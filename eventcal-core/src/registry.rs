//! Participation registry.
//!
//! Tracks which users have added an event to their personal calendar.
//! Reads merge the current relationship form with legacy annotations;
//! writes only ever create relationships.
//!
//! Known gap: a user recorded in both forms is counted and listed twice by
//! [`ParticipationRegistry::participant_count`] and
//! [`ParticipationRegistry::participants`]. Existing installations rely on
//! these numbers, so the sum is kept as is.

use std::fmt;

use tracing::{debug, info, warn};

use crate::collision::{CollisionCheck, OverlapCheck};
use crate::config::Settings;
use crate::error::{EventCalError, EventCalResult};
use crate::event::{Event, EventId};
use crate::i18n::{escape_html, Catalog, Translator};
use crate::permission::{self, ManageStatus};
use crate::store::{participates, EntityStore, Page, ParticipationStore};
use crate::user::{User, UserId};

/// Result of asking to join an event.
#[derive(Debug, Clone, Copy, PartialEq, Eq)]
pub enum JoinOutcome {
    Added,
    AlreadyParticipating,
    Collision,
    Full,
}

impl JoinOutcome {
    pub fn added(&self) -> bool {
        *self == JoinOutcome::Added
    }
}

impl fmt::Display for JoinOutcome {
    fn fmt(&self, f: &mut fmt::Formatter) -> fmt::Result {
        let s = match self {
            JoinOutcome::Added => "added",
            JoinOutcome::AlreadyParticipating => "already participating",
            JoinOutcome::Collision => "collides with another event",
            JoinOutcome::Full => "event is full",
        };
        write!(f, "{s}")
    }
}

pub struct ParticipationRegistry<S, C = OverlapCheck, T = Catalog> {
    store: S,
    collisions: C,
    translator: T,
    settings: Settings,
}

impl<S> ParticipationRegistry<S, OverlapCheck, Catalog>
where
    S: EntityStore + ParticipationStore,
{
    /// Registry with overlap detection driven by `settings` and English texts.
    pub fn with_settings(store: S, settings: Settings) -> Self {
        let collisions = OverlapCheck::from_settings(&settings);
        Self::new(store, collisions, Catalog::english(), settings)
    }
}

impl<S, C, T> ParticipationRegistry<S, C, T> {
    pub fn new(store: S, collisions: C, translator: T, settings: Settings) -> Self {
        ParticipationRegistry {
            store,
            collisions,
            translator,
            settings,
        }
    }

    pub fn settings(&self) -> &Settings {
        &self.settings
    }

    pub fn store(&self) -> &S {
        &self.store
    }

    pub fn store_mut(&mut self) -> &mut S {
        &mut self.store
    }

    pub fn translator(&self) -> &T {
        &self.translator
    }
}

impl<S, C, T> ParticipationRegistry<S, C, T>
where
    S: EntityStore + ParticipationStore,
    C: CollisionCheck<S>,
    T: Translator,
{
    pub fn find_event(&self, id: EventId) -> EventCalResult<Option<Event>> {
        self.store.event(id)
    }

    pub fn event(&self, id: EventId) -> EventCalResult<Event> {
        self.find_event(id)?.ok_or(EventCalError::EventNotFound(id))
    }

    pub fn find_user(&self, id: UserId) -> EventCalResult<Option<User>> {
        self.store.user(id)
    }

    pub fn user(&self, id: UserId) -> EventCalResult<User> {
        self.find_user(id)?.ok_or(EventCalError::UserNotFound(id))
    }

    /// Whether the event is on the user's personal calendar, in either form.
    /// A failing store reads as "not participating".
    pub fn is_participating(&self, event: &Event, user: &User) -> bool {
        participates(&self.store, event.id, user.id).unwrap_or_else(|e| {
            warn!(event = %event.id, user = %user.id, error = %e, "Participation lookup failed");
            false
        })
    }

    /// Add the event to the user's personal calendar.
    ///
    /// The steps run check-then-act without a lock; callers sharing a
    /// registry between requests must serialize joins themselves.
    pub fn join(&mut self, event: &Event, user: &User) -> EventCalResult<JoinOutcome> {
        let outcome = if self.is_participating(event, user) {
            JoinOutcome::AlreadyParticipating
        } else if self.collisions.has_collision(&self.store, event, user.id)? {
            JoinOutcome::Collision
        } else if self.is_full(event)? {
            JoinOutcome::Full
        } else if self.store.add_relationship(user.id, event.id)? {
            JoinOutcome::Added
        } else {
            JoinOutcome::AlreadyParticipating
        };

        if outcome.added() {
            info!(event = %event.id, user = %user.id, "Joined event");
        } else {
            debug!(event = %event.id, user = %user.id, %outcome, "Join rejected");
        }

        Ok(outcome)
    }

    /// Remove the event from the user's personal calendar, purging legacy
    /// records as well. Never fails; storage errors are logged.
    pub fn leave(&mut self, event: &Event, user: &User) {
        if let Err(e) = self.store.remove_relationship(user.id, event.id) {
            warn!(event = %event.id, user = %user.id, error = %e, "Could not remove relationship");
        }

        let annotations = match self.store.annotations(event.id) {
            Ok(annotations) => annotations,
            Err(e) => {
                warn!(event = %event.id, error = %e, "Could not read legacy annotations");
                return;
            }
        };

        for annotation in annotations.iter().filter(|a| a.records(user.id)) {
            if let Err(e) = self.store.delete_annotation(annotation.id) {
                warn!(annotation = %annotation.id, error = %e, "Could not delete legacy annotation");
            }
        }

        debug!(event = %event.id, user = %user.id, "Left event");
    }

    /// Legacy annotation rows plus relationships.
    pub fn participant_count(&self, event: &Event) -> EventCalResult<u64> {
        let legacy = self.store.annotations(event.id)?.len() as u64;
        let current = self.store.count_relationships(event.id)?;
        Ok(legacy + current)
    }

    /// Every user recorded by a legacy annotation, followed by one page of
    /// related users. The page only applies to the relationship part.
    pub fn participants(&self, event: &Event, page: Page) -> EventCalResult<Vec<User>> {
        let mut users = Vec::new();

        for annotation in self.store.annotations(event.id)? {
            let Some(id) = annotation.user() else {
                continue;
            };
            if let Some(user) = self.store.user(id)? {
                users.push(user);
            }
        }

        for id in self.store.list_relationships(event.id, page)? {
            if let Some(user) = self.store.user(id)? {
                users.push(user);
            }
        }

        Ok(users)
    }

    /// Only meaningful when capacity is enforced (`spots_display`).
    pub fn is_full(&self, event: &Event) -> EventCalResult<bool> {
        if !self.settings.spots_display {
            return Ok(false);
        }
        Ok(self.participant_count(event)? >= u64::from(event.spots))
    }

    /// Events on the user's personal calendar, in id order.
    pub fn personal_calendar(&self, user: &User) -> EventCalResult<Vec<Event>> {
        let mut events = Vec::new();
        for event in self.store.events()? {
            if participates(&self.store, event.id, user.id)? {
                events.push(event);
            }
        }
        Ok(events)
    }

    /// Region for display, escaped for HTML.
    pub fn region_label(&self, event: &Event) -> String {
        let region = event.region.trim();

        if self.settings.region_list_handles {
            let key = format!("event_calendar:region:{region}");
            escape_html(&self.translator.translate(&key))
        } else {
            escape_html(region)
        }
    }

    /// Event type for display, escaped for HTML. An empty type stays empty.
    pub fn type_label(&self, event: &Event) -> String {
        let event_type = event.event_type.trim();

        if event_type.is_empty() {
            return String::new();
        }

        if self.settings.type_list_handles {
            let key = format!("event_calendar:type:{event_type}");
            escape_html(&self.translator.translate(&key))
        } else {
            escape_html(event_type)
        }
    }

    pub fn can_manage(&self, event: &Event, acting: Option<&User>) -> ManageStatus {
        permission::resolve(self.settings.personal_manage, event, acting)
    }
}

▶ _Task item_: The answer should be the full set of records, reproduced exactly.

▶ _Written response_:
filename eventcal-core/src/registry.rs
//! Participation registry.
//!
//! Tracks which users have added an event to their personal calendar.
//! Reads merge the current relationship form with legacy annotations;
//! writes only ever create relationships.
//!
//! Known gap: a user recorded in both forms is counted and listed twice by
//! [`ParticipationRegistry::participant_count`] and
//! [`ParticipationRegistry::participants`]. Existing installations rely on
//! these numbers, so the sum is kept as is.

use std::fmt;

use tracing::{debug, info, warn};

use crate::collision::{CollisionCheck, OverlapCheck};
use crate::config::Settings;
use crate::error::{EventCalError, EventCalResult};
use crate::event::{Event, EventId};
use crate::i18n::{escape_html, Catalog, Translator};
use crate::permission::{self, ManageStatus};
use crate::store::{participates, EntityStore, Page, ParticipationStore};
use crate::user::{User, UserId};

/// Result of asking to join an event.
#[derive(Debug, Clone, Copy, PartialEq, Eq)]
pub enum JoinOutcome {
    Added,
    AlreadyParticipating,
    Collision,
    Full,
}

impl JoinOutcome {
    pub fn added(&self) -> bool {
        *self == JoinOutcome::Added
    }
}

impl fmt::Display for JoinOutcome {
    fn fmt(&self, f: &mut fmt::Formatter) -> fmt::Result {
        let s = match self {
            JoinOutcome::Added => "added",
            JoinOutcome::AlreadyParticipating => "already participating",
            JoinOutcome::Collision => "collides with another event",
            JoinOutcome::Full => "event is full",
        };
        write!(f, "{s}")
    }
}

pub struct ParticipationRegistry<S, C = OverlapCheck, T = Catalog> {
    store: S,
    collisions: C,
    translator: T,
    settings: Settings,
}

impl<S> ParticipationRegistry<S, OverlapCheck, Catalog>
where
    S: EntityStore + ParticipationStore,
{
    /// Registry with overlap detection driven by `settings` and English texts.
    pub fn with_settings(store: S, settings: Settings) -> Self {
        let collisions = OverlapCheck::from_settings(&settings);
        Self::new(store, collisions, Catalog::english(), settings)
    }
}

impl<S, C, T> ParticipationRegistry<S, C, T> {
    pub fn new(store: S, collisions: C, translator: T, settings: Settings) -> Self {
        ParticipationRegistry {
            store,
            collisions,
            translator,
            settings,
        }
    }

    pub fn settings(&self) -> &Settings {
        &self.settings
    }

    pub fn store(&self) -> &S {
        &self.store
    }

    pub fn store_mut(&mut self) -> &mut S {
        &mut self.store
    }

    pub fn translator(&self) -> &T {
        &self.translator
    }
}

impl<S, C, T> ParticipationRegistry<S, C, T>
where
    S: EntityStore + ParticipationStore,
    C: CollisionCheck<S>,
    T: Translator,
{
    pub fn find_event(&self, id: EventId) -> EventCalResult<Option<Event>> {
        self.store.event(id)
    }

    pub fn event(&self, id: EventId) -> EventCalResult<Event> {
        self.find_event(id)?.ok_or(EventCalError::EventNotFound(id))
    }

    pub fn find_user(&self, id: UserId) -> EventCalResult<Option<User>> {
        self.store.user(id)
    }

    pub fn user(&self, id: UserId) -> EventCalResult<User> {
        self.find_user(id)?.ok_or(EventCalError::UserNotFound(id))
    }

    /// Whether the event is on the user's personal calendar, in either form.
    /// A failing store reads as "not participating".
    pub fn is_participating(&self, event: &Event, user: &User) -> bool {
        participates(&self.store, event.id, user.id).unwrap_or_else(|e| {
            warn!(event = %event.id, user = %user.id, error = %e, "Participation lookup failed");
            false
        })
    }

    /// Add the event to the user's personal calendar.
    ///
    /// The steps run check-then-act without a lock; callers sharing a
    /// registry between requests must serialize joins themselves.
    pub fn join(&mut self, event: &Event, user: &User) -> EventCalResult<JoinOutcome> {
        let outcome = if self.is_participating(event, user) {
            JoinOutcome::AlreadyParticipating
        } else if self.collisions.has_collision(&self.store, event, user.id)? {
            JoinOutcome::Collision
        } else if self.is_full(event)? {
            JoinOutcome::Full
        } else if self.store.add_relationship(user.id, event.id)? {
            JoinOutcome::Added
        } else {
            JoinOutcome::AlreadyParticipating
        };

        if outcome.added() {
            info!(event = %event.id, user = %user.id, "Joined event");
        } else {
            debug!(event = %event.id, user = %user.id, %outcome, "Join rejected");
        }

        Ok(outcome)
    }

    /// Remove the event from the user's personal calendar, purging legacy
    /// records as well. Never fails; storage errors are logged.
    pub fn leave(&mut self, event: &Event, user: &User) {
        if let Err(e) = self.store.remove_relationship(user.id, event.id) {
            warn!(event = %event.id, user = %user.id, error = %e, "Could not remove relationship");
        }

        let annotations = match self.store.annotations(event.id) {
            Ok(annotations) => annotations,
            Err(e) => {
                warn!(event = %event.id, error = %e, "Could not read legacy annotations");
                return;
            }
        };

        for annotation in annotations.iter().filter(|a| a.records(user.id)) {
            if let Err(e) = self.store.delete_annotation(annotation.id) {
                warn!(annotation = %annotation.id, error = %e, "Could not delete legacy annotation");
            }
        }

        debug!(event = %event.id, user = %user.id, "Left event");
    }

    /// Legacy annotation rows plus relationships.
    pub fn participant_count(&self, event: &Event) -> EventCalResult<u64> {
        let legacy = self.store.annotations(event.id)?.len() as u64;
        let current = self.store.count_relationships(event.id)?;
        Ok(legacy + current)
    }

    /// Every user recorded by a legacy annotation, followed by one page of
    /// related users. The page only applies to the relationship part.
    pub fn participants(&self, event: &Event, page: Page) -> EventCalResult<Vec<User>> {
        let mut users = Vec::new();

        for annotation in self.store.annotations(event.id)? {
            let Some(id) = annotation.user() else {
                continue;
            };
            if let Some(user) = self.store.user(id)? {
                users.push(user);
            }
        }

        for id in self.store.list_relationships(event.id, page)? {
            if let Some(user) = self.store.user(id)? {
                users.push(user);
            }
        }

        Ok(users)
    }

    /// Only meaningful when capacity is enforced (`spots_display`).
    pub fn is_full(&self, event: &Event) -> EventCalResult<bool> {
        if !self.settings.spots_display {
            return Ok(false);
        }
        Ok(self.participant_count(event)? >= u64::from(event.spots))
    }

    /// Events on the user's personal calendar, in id order.
    pub fn personal_calendar(&self, user: &User) -> EventCalResult<Vec<Event>> {
        let mut events = Vec::new();
        for event in self.store.events()? {
            if participates(&self.store, event.id, user.id)? {
                events.push(event);
            }
        }
        Ok(events)
    }

    /// Region for display, escaped for HTML.
    pub fn region_label(&self, event: &Event) -> String {
        let region = event.region.trim();

        if self.settings.region_list_handles {
            let key = format!("event_calendar:region:{region}");
            escape_html(&self.translator.translate(&key))
        } else {
            escape_html(region)
        }
    }

    /// Event type for display, escaped for HTML. An empty type stays empty.
    pub fn type_label(&self, event: &Event) -> String {
        let event_type = event.event_type.trim();

        if event_type.is_empty() {
            return String::new();
        }

        if self.settings.type_list_handles {
            let key = format!("event_calendar:type:{event_type}");
            escape_html(&self.translator.translate(&key))
        } else {
            escape_html(event_type)
        }
    }

    pub fn can_manage(&self, event: &Event, acting: Option<&User>) -> ManageStatus {
        permission::resolve(self.settings.personal_manage, event, acting)
    }
}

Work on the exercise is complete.